Probably hard to become wise without also encountering regret.
Maybe that's not always true. Probably not always true. Can learn things without regrets. But. It's definitely the type of thing that happens. So if you're struggling with regrets as we're trying to move toward it, seeking wisdom out of it, to ask the question, what can I learn from this? To me is striking as a as a thoughtful way to move toward it.
Sometimes you say, well, in a situation, some tragedy that happened, you say, well, I have regret about this thing that happened.
Maybe the way that we can grow only is in our compassion. Or kindness. But there's no deeper lesson to something that happened other than we have to learn how to love and accept and grow despite it.
All right. And then our other quote or compare it with.
You can't start the next chapter of your life if you keep rereading the last one from Michael McMillan.
This is taking us into the space that I said of the title, Letting Go of Regret.
A big place that I want to go on this channel for all of us moving forward. Powerful steps toward health and well-being.
We want to get rid of the anchors. Remember, we had that, the boat anchor that we're dragging across the lake, keeping our sailboat from sailing. Maybe regret as one of those anchors.
We're talking about creating a new experience. We've we've had a way of being in the world. We've had issues and things that we have struggled with. Obstacles, barriers that we have.
We think about creating a new health experience.
Think about writing a book that tells the story of our life.
Think of being the author of those pages. The decisions we make is like writing the next page, the next chapter can't start the next chapter of our life. If we keep rereading the last one.
Last chapter has been written. Now we're moving in a new direction.
Regret is the type of thing that can't be changed. It is the type of thing that can be learned from.
That's what we're seeing between these, things. Use it to learn and grow as something we can step forward on, perhaps with greater wisdom, perhaps with greater kindness and compassion.
To regret can do a few things that keeps us from moving toward our goal. The first is like this. If we're rereading. It can keep us looking backwards. We want our eyes on the horizon here. We're cross-country skiing. We're heading forward. We're getting to a new place. We're having new experiences, new ways of being.
If we're stuck in regret, we're looking backwards. It's going to be very hard to get to a different place when we're looking backwards.

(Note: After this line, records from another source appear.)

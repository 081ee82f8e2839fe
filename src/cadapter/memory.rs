//! In-memory object store, the mock backend for tests and `memory:` remotes.

use std::collections::{BTreeMap, BTreeSet};
use std::io::Cursor;
use std::sync::RwLock;
use std::sync::atomic::{AtomicBool, AtomicUsize, Ordering};
use std::time::SystemTime;

use async_trait::async_trait;
use bytes::Bytes;
use tokio::io::AsyncReadExt;

use super::{BackendError, Listing, ObjectBackend, ObjectInfo, ObjectStream, join_remote};

#[derive(Clone)]
struct StoredObject {
    data: Bytes,
    mod_time: SystemTime,
}

#[derive(Default)]
pub struct MemoryBackend {
    objects: RwLock<BTreeMap<String, StoredObject>>,
    list_calls: AtomicUsize,
    fail_puts: AtomicBool,
}

impl MemoryBackend {
    pub fn new() -> Self {
        Self::default()
    }

    /// Store an object directly, bypassing `put`.
    pub fn insert(&self, remote: &str, data: impl Into<Bytes>) -> ObjectInfo {
        let stored = StoredObject {
            data: data.into(),
            mod_time: SystemTime::now(),
        };
        let info = Self::info_of(remote, &stored);
        self.write_objects().insert(remote.to_string(), stored);
        info
    }

    pub fn get(&self, remote: &str) -> Option<Bytes> {
        self.read_objects().get(remote).map(|o| o.data.clone())
    }

    /// Number of `list` calls served so far.
    pub fn list_calls(&self) -> usize {
        self.list_calls.load(Ordering::SeqCst)
    }

    /// Make every subsequent `put` fail after draining its input.
    pub fn set_fail_puts(&self, fail: bool) {
        self.fail_puts.store(fail, Ordering::SeqCst);
    }

    fn info_of(remote: &str, stored: &StoredObject) -> ObjectInfo {
        ObjectInfo::new(remote, stored.data.len() as u64, stored.mod_time)
    }

    fn read_objects(&self) -> std::sync::RwLockReadGuard<'_, BTreeMap<String, StoredObject>> {
        self.objects.read().unwrap_or_else(|e| e.into_inner())
    }

    fn write_objects(&self) -> std::sync::RwLockWriteGuard<'_, BTreeMap<String, StoredObject>> {
        self.objects.write().unwrap_or_else(|e| e.into_inner())
    }
}

#[async_trait]
impl ObjectBackend for MemoryBackend {
    fn name(&self) -> String {
        "memory:".to_string()
    }

    async fn list(&self, dir: &str) -> Result<Listing, BackendError> {
        self.list_calls.fetch_add(1, Ordering::SeqCst);
        let prefix = if dir.is_empty() {
            String::new()
        } else {
            format!("{dir}/")
        };
        let objects = self.read_objects();
        let mut listing = Listing::default();
        let mut dirs = BTreeSet::new();
        for (key, stored) in objects.range(prefix.clone()..) {
            let Some(rest) = key.strip_prefix(&prefix) else {
                break;
            };
            match rest.split_once('/') {
                Some((sub, _)) => {
                    dirs.insert(join_remote(dir, sub));
                }
                None => listing.objects.push(Self::info_of(key, stored)),
            }
        }
        listing.dirs = dirs.into_iter().collect();
        if !dir.is_empty() && listing.is_empty() {
            return Err(BackendError::DirNotFound(dir.to_string()));
        }
        Ok(listing)
    }

    async fn stat(&self, remote: &str) -> Result<ObjectInfo, BackendError> {
        self.read_objects()
            .get(remote)
            .map(|stored| Self::info_of(remote, stored))
            .ok_or_else(|| BackendError::ObjectNotFound(remote.to_string()))
    }

    async fn open(&self, object: &ObjectInfo) -> Result<ObjectStream, BackendError> {
        let data = self
            .get(&object.remote)
            .ok_or_else(|| BackendError::ObjectNotFound(object.remote.clone()))?;
        Ok(Box::new(Cursor::new(data)))
    }

    async fn put(&self, remote: &str, mut body: ObjectStream) -> Result<ObjectInfo, BackendError> {
        let mut buf = Vec::new();
        body.read_to_end(&mut buf).await?;
        if self.fail_puts.load(Ordering::SeqCst) {
            return Err(BackendError::remote("put", "injected failure"));
        }
        Ok(self.insert(remote, buf))
    }

    async fn remove(&self, object: &ObjectInfo) -> Result<(), BackendError> {
        match self.write_objects().remove(&object.remote) {
            Some(_) => Ok(()),
            None => Err(BackendError::ObjectNotFound(object.remote.clone())),
        }
    }
}

#[cfg(test)]
mod tests {
    use super::*;

    #[tokio::test]
    async fn test_memory_list_single_level() {
        let backend = MemoryBackend::new();
        backend.insert("a/b.txt", "hello");
        backend.insert("a/c/d.txt", "x");
        backend.insert("top.txt", "t");

        let root = backend.list("").await.unwrap();
        assert_eq!(root.dirs, vec!["a".to_string()]);
        assert_eq!(root.objects.len(), 1);
        assert_eq!(root.objects[0].remote, "top.txt");

        let a = backend.list("a").await.unwrap();
        assert_eq!(a.dirs, vec!["a/c".to_string()]);
        assert_eq!(a.objects.len(), 1);
        assert_eq!(a.objects[0].size, 5);

        assert!(matches!(
            backend.list("missing").await,
            Err(BackendError::DirNotFound(_))
        ));
        assert_eq!(backend.list_calls(), 3);
    }

    #[tokio::test]
    async fn test_memory_prefix_is_not_a_sibling_match() {
        let backend = MemoryBackend::new();
        backend.insert("ab/x", "1");
        backend.insert("a/y", "2");
        let a = backend.list("a").await.unwrap();
        assert_eq!(a.objects.len(), 1);
        assert_eq!(a.objects[0].remote, "a/y");
    }

    #[tokio::test]
    async fn test_memory_put_and_open() {
        let backend = MemoryBackend::new();
        let info = backend
            .put("dir/f.bin", Box::new(Cursor::new(b"abcdef".to_vec())))
            .await
            .unwrap();
        assert_eq!(info.size, 6);

        let mut out = Vec::new();
        backend.open(&info).await.unwrap().read_to_end(&mut out).await.unwrap();
        assert_eq!(out, b"abcdef");

        backend.set_fail_puts(true);
        let res = backend
            .put("dir/g.bin", Box::new(Cursor::new(b"zz".to_vec())))
            .await;
        assert!(res.is_err());
        assert!(backend.get("dir/g.bin").is_none());
    }
}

And then secondly, it's taking up mental energy. We have been discussing, in our beautiful series Thinking Fast and Slow. We have a limited bandwidth, in our mental and emotional framework.
Only so many things we can hang onto and the things that we're hanging on to our bodies kind of natural system is it weaves those things into a story that just will automatically shape the way we interpret normal. And so if a big thing that we're loading into our system, our regrets, some numbers say we have ten slots.
If three of them are full of regret, it is like only seven slots left for every other thing we have in life. To move toward health in the midst of an unhealthy society where where so much message is so much peer pressure and culture, the whole thing is, you know, a lot of cards stacked against, health in the modern world.
We want to open up every slot that we have, every mental and emotional state that we have to move toward health. We want to open all of that up.
This is why a fasting practice can become such a powerful tool in that fasting itself is openness.
We can practice openness in one area of our life, helping to open up space, in other areas. So letting go of regret. Freeing up mental and emotional space so that we can bring the full force of our intention and the goal that we're trying to accomplish. -5 pounds in December. That would be the goal that, that I set.
And of course, you can choose your own goal, trying to create a counterforce to the pressure of this season that is pushing patterns of consumption that are not taking us on our goal. We're creating some pressure going the other way, maybe part of that process. What are some things that we need to let go of that are weighing us down, that are keeping us, from pressing forward?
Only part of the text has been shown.